Currently, two major hypotheses about sweetpotato origins were proposed. One scenario suggests that the domestication of sweetpotato may be originated in Central American based on genetic diversity analysis [25, 26]. And the other regards that two domestication events happened in Central America and northwestern South America, which was supported by a distinct divergence between the Northern and Southern gene pools [6, 26, 27]. In contrast, the origins of I. trifida were clear, but its taxonomy has long been controversial. Tamari and Kobayashi found the wild diploid species in Acapulco, Mexico, which was believed to be a typical I. trifida now [28, 29]. In the same area as where the diploid species had been collected, triploid Ipomoes seed was also collected by Shiotani et al. in Acapulco, Mexico [30]. Tetraploid Ipomoea closely resembling sweetpotato, were also collected in Mexico, Guatemala, Colombia and Ecuador [31, 32]. And those tetraploids observed from the Andes to Mexico were believed to have been derived from the autopolyploid of diploid I. trifida [29]. In 1955, Nishiyama collected a wild hexaploid (6X, 2n = 90) in Fortin, Mexico, and designated the wild plant as I. trifida (H.B.K.) G. Don [33], which could be crossed with sweetpotato. Beyond that, several communities of I. trifida, including diploid, tetraploid and hexaploid I. trifida individuals were observed along the coast of Santa Marta, Maracay and Colombia. These plants are widely distributed in places at elevations of 5 to 20 m, and also could be found in areas of about 1000 m above sea level [29].

All these reports can briefly summarize that I. trifida and its relatives located mainly in the belt zone reaching from the Pacific Ocean to the Gulf of Mexico at about 17o-20oN latitude [34], and the most probable this vast geographical region was one of domestication of sweetpotato. In addition, based on the morphological, cytological and genetical evidence, it is logical to assume that I. trifida was one of direct progenitor of the sweetpotato [33, 35,36,37]. In recent years, numerous genetic, phylogenetic and cytogenetic studies have further confirmed the close relationship between I. batatas and I. trifida [3, 7, 38]. However, further research is needed to precisely determine when and where and how sweetpotato domestication took place.

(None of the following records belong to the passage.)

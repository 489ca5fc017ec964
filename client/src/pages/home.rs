//! Landing page.

use leptos::either::Either;
use leptos::prelude::*;
use leptos_router::components::A;

use crate::routes::paths;
use crate::state::session::use_session;

#[component]
pub fn HomePage() -> impl IntoView {
    let session = use_session();
    let signed_in = Memo::new(move |_| {
        session.track();
        session.is_authenticated()
    });

    view! {
        <section class="home-page">
            <h1 class="home-page__title">"Your next role starts with a better resume"</h1>
            <p class="home-page__lead">
                "Upload your CV for a score and job recommendations, explore the labor market, "
                "and practice interviews."
            </p>
            {move || {
                if signed_in.get() {
                    Either::Left(view! {
                        <A href={paths::JOBS} {..} class="cta">"Find matching jobs"</A>
                        <A href={paths::PROFILE} {..} class="cta cta--secondary">"Go to your profile"</A>
                    })
                } else {
                    Either::Right(view! { <A href={paths::SIGN_UP} {..} class="cta">"Get started"</A> })
                }
            }}
        </section>
    }
}
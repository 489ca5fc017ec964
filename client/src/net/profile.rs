//! Profile store client: the `users/{uid}` document behind the profile pages.
//!
//! Requests go to the document store's REST API with the session's id token
//! as bearer credentials. A profile that does not exist yet is created on
//! first load, mirroring what a fresh account sees.
//!
//! Client-side (csr): real HTTP calls via `gloo-net`.
//! Elsewhere: calls fail with `ProfileError::Unavailable`.

#![allow(clippy::unused_async)]

#[cfg(test)]
#[path = "profile_test.rs"]
mod profile_test;

use super::types::{PROFILE_FIELDS, SignedInUser, UserProfile};
#[cfg(feature = "csr")]
use super::types::ProfileDocument;
use crate::util::config::AppConfig;

#[derive(Clone, Debug, PartialEq, Eq, thiserror::Error)]
pub enum ProfileError {
    #[error("profile store is not configured")]
    NotConfigured,
    #[error("profile store is only reachable from the browser")]
    Unavailable,
    #[error("network error: {0}")]
    Network(String),
    #[error("profile store rejected the request with status {status}")]
    Rejected { status: u16 },
    #[error("unexpected profile store response: {0}")]
    Parse(String),
}

impl ProfileError {
    pub fn user_message(&self) -> String {
        match self {
            Self::NotConfigured | Self::Unavailable => "Profiles are not available right now.".to_owned(),
            Self::Network(_) => "Could not reach the profile service. Check your connection.".to_owned(),
            Self::Rejected { status: 401 | 403 } => "Your session has expired. Log out and sign in again.".to_owned(),
            Self::Rejected { .. } | Self::Parse(_) => "Could not load or save your profile.".to_owned(),
        }
    }
}

/// Document URL for `user_id`, or `NotConfigured` without a project id.
pub fn document_url(config: &AppConfig, user_id: &str) -> Result<String, ProfileError> {
    if !config.has_profile_store() {
        return Err(ProfileError::NotConfigured);
    }
    Ok(format!(
        "{}/v1/projects/{}/databases/(default)/documents/users/{user_id}",
        config.firestore_base_url, config.firestore_project_id
    ))
}

/// Document URL restricted to the profile fields, so a save never drops
/// fields written by other clients.
pub fn update_url(config: &AppConfig, user_id: &str) -> Result<String, ProfileError> {
    let mask: Vec<String> = PROFILE_FIELDS.iter().map(|field| format!("updateMask.fieldPaths={field}")).collect();
    Ok(format!("{}?{}", document_url(config, user_id)?, mask.join("&")))
}

/// Fetch the signed-in user's profile, creating it if this is their first visit.
///
/// # Errors
///
/// Returns an error if the store is not configured, unreachable, or rejects
/// the credentials.
pub async fn load_profile(config: &AppConfig, user: &SignedInUser) -> Result<UserProfile, ProfileError> {
    #[cfg(feature = "csr")]
    {
        let url = document_url(config, &user.user_id)?;
        let resp = gloo_net::http::Request::get(&url)
            .header("Authorization", &bearer(user))
            .send()
            .await
            .map_err(|e| ProfileError::Network(e.to_string()))?;

        if resp.status() == 404 {
            log::info!("no profile for {}; creating one", user.user_id);
            let profile = UserProfile::initial(&user.email);
            save_profile(config, user, &profile).await?;
            return Ok(profile);
        }
        if !resp.ok() {
            return Err(ProfileError::Rejected { status: resp.status() });
        }
        let doc: ProfileDocument = resp.json().await.map_err(|e| ProfileError::Parse(e.to_string()))?;
        let mut profile = UserProfile::from(&doc);
        if profile.email.is_empty() {
            profile.email.clone_from(&user.email);
        }
        Ok(profile)
    }
    #[cfg(not(feature = "csr"))]
    {
        let _ = (config, user);
        Err(ProfileError::Unavailable)
    }
}

/// Write `profile` to the signed-in user's document.
///
/// # Errors
///
/// Returns an error if the store is not configured, unreachable, or rejects
/// the write.
pub async fn save_profile(config: &AppConfig, user: &SignedInUser, profile: &UserProfile) -> Result<(), ProfileError> {
    #[cfg(feature = "csr")]
    {
        let url = update_url(config, &user.user_id)?;
        let resp = gloo_net::http::Request::patch(&url)
            .header("Authorization", &bearer(user))
            .json(&profile.to_document())
            .map_err(|e| ProfileError::Parse(e.to_string()))?
            .send()
            .await
            .map_err(|e| ProfileError::Network(e.to_string()))?;
        if !resp.ok() {
            return Err(ProfileError::Rejected { status: resp.status() });
        }
        log::info!("profile saved for {}", user.user_id);
        Ok(())
    }
    #[cfg(not(feature = "csr"))]
    {
        let _ = (config, user, profile);
        Err(ProfileError::Unavailable)
    }
}

#[cfg(feature = "csr")]
fn bearer(user: &SignedInUser) -> String {
    format!("Bearer {}", user.token)
}
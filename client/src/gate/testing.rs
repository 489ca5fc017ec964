//! Virtual-time scheduler, recording navigator, and a harness that mounts
//! the real gate component under a reactive owner.

use std::cell::{Cell, RefCell};
use std::rc::Rc;
use std::time::Duration;

use leptos::prelude::*;

use super::policy::Gate;
use super::scheduler::{RedirectScheduler, SharedScheduler};
use crate::components::route_gate::{RouteGate, provide_gate_navigate, provide_redirect_scheduler};
use crate::state::session::SessionSignal;

struct Entry {
    due: Duration,
    cancelled: Rc<Cell<bool>>,
    fire: Option<Box<dyn FnOnce()>>,
}

/// Scheduler driven by `advance`; nothing fires until time is moved forward.
#[derive(Clone, Default)]
pub(crate) struct ManualScheduler {
    now: Rc<Cell<Duration>>,
    entries: Rc<RefCell<Vec<Entry>>>,
}

/// Pending handle; dropping it cancels the entry.
pub(crate) struct ManualTimer {
    cancelled: Rc<Cell<bool>>,
}

impl Drop for ManualTimer {
    fn drop(&mut self) {
        self.cancelled.set(true);
    }
}

impl ManualScheduler {
    pub(crate) fn advance(&self, by: Duration) {
        let now = self.now.get() + by;
        self.now.set(now);
        // Collect first so a callback may schedule again without a borrow conflict.
        let due: Vec<Box<dyn FnOnce()>> = {
            let mut entries = self.entries.borrow_mut();
            let mut due = Vec::new();
            for entry in entries.iter_mut() {
                if entry.due <= now && !entry.cancelled.get() {
                    if let Some(fire) = entry.fire.take() {
                        due.push(fire);
                    }
                }
            }
            entries.retain(|e| e.fire.is_some() && !e.cancelled.get());
            due
        };
        for fire in due {
            fire();
        }
    }

    pub(crate) fn advance_ms(&self, ms: u64) {
        self.advance(Duration::from_millis(ms));
    }

    /// Timers armed and neither fired nor cancelled.
    pub(crate) fn pending(&self) -> usize {
        self.entries.borrow().iter().filter(|e| e.fire.is_some() && !e.cancelled.get()).count()
    }
}

impl RedirectScheduler for ManualScheduler {
    type Pending = ManualTimer;

    fn schedule(&self, delay: Duration, fire: Box<dyn FnOnce()>) -> ManualTimer {
        let cancelled = Rc::new(Cell::new(false));
        self.entries.borrow_mut().push(Entry {
            due: self.now.get() + delay,
            cancelled: cancelled.clone(),
            fire: Some(fire),
        });
        ManualTimer { cancelled }
    }
}

/// Records every navigation request.
#[derive(Clone, Default)]
pub(crate) struct Navigations(Rc<RefCell<Vec<String>>>);

impl Navigations {
    pub(crate) fn navigator(&self) -> impl FnOnce(&str) + 'static {
        let log = self.0.clone();
        move |path: &str| log.borrow_mut().push(path.to_owned())
    }

    /// Reusable form of `navigator` for context injection.
    pub(crate) fn recorder(&self) -> impl Fn(&str) + 'static {
        let log = self.0.clone();
        move |path: &str| log.borrow_mut().push(path.to_owned())
    }

    pub(crate) fn paths(&self) -> Vec<String> {
        self.0.borrow().clone()
    }
}

/// A `RouteGate` mounted under its own owner, with virtual time and
/// recorded navigation.
pub(crate) struct MountedGate {
    pub(crate) owner: Owner,
    pub(crate) clock: ManualScheduler,
    pub(crate) nav: Navigations,
}

impl MountedGate {
    pub(crate) fn mount(gate: Gate, session: &SessionSignal) -> Self {
        let clock = ManualScheduler::default();
        let nav = Navigations::default();
        let owner = Owner::new();
        owner.with(|| {
            provide_context(session.clone());
            provide_redirect_scheduler(SharedScheduler::new(clock.clone()));
            provide_gate_navigate(nav.recorder());
            let _view = view! { <RouteGate gate=gate>"page content"</RouteGate> };
        });
        Self { owner, clock, nav }
    }

    /// Unmount: runs the owner's cleanups.
    pub(crate) fn unmount(&self) {
        self.owner.cleanup();
    }
}
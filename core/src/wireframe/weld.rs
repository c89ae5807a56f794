//! Vertex welding by exact position match

use hashbrown::HashMap;

use crate::error::GeometryError;
use crate::procedural::Attribute;

/// Merge vertices whose positions are bit-for-bit identical
///
/// The first occurrence of each position survives; later duplicates are
/// removed, references to them are redirected to the survivor, and every
/// other index is shifted down past the removed slots. Relative vertex order
/// is preserved.
///
/// Positions are compared by their bit patterns, so `0.0` and `-0.0` stay
/// distinct.
///
/// `indices` may hold primitives of any arity. The buffers are left untouched
/// when `positions` is ragged or an index is out of range.
///
/// # Returns
/// Number of vertices removed
pub fn weld_vertices(
    positions: &mut Vec<f32>,
    indices: &mut [u32],
) -> Result<usize, GeometryError> {
    if positions.len() % 3 != 0 {
        return Err(GeometryError::BufferLength {
            attribute: Attribute::Positions,
            len: positions.len(),
            expected: positions.len() - positions.len() % 3,
            stride: 3,
        });
    }
    let vertex_count = positions.len() / 3;
    if let Some(&index) = indices.iter().find(|&&i| i as usize >= vertex_count) {
        return Err(GeometryError::IndexOutOfRange {
            index,
            vertex_count,
        });
    }
    Ok(weld(positions, indices))
}

/// Weld already validated buffers
pub(super) fn weld(positions: &mut Vec<f32>, indices: &mut [u32]) -> usize {
    let vertex_count = positions.len() / 3;
    let mut first_seen: HashMap<[u32; 3], u32> = HashMap::with_capacity(vertex_count);
    let mut remap = Vec::with_capacity(vertex_count);
    let mut kept = 0usize;

    for i in 0..vertex_count {
        let p = &positions[i * 3..i * 3 + 3];
        let key = [p[0].to_bits(), p[1].to_bits(), p[2].to_bits()];
        match first_seen.get(&key) {
            Some(&survivor) => remap.push(survivor),
            None => {
                let new_index = kept as u32;
                first_seen.insert(key, new_index);
                remap.push(new_index);
                // Compact in place; kept <= i so the source is never overwritten first
                positions.copy_within(i * 3..i * 3 + 3, kept * 3);
                kept += 1;
            }
        }
    }

    positions.truncate(kept * 3);
    for index in indices.iter_mut() {
        *index = remap[*index as usize];
    }

    vertex_count - kept
}
//! Generate command - build one primitive and write it to a file

use anyhow::{Context, Result};
use clap::Args;
use std::path::PathBuf;
use tracing::info;

use crate::shape::{
    MeshOptions, OutputFormat, Shape, ShapeParams, build_mesh, describe, write_mesh,
};

/// Arguments for the generate command
#[derive(Args)]
pub struct GenerateArgs {
    /// Shape to build
    #[arg(value_enum)]
    pub shape: Shape,

    /// Radius (sphere, cylinder, cone, capsule, capsule-banded)
    #[arg(long)]
    pub radius: Option<f32>,

    /// Height (cylinder, cone, capsule, capsule-banded)
    #[arg(long)]
    pub height: Option<f32>,

    /// Full extents: X Y for plane, X Y Z for cuboid and wire-cuboid
    #[arg(long, num_args = 2..=3, value_name = "EXTENT")]
    pub size: Option<Vec<f32>>,

    /// Segment length (crosshairs)
    #[arg(long)]
    pub length: Option<f32>,

    /// Synthesize tangents (plane and cuboid)
    #[arg(long)]
    pub tangents: bool,

    /// Reduce to a line mesh
    #[arg(long)]
    pub wireframe: bool,

    /// Drop diagonals between coplanar triangles when reducing
    #[arg(long)]
    pub de_triangulate: bool,

    /// Output format (defaults to the output file's extension, then obj)
    #[arg(long, value_enum)]
    pub format: Option<OutputFormat>,

    /// Output file path
    #[arg(short, long)]
    pub output: PathBuf,
}

impl GenerateArgs {
    fn params(&self) -> ShapeParams {
        ShapeParams {
            radius: self.radius,
            height: self.height,
            size: self.size.clone(),
            length: self.length,
        }
    }

    fn options(&self) -> MeshOptions {
        MeshOptions {
            tangents: self.tangents,
            wireframe: self.wireframe,
            de_triangulate: self.de_triangulate,
        }
    }
}

/// Execute the generate command
pub fn execute(args: GenerateArgs) -> Result<()> {
    let format = args
        .format
        .or_else(|| OutputFormat::from_path(&args.output))
        .unwrap_or_default();

    let mesh = build_mesh(args.shape, &args.params(), args.options())
        .with_context(|| format!("Failed to generate {}", args.shape))?;

    let name = args
        .output
        .file_stem()
        .and_then(|stem| stem.to_str())
        .unwrap_or(args.shape.name());

    if let Some(parent) = args.output.parent().filter(|p| !p.as_os_str().is_empty()) {
        std::fs::create_dir_all(parent)
            .with_context(|| format!("Failed to create directory: {}", parent.display()))?;
    }
    write_mesh(&mesh, &args.output, name, format)?;

    info!(
        "Generated {} ({}) -> {}",
        args.shape,
        describe(&mesh),
        args.output.display()
    );
    Ok(())
}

I. trifida 6X had a closer relationship with sweetpotato

Two principal hypotheses about the origin of Ipomoea batatas were proposed. One proposed that I. batatas was autopolyploidization or allopolyploidization from I. trifida. The other held that I. trifida and I. triloba were the wild ancestors of I. batatas. Austin (1988) noted that I. trifida and I. triloba were most likely the ancestors of cultivated sweetpotato [10]. Roullier et al. did not support I. batatas was originated from I. triloba [6]. They considered that I. trifida and I. batatas are closely related. Most of researchers accepted that I. trifida was one of the ancestors of I. batatas. However, there is no agreement about the formation of the I. batatas polyploid genome whether autopolyploid originated from I. trifida or allopolyploidization from I. trifida and distant relative species. Kobayashi et al. pointed out that an autopolyploid of sweetpotato was from the ancestor. It shares with I. trifida [29].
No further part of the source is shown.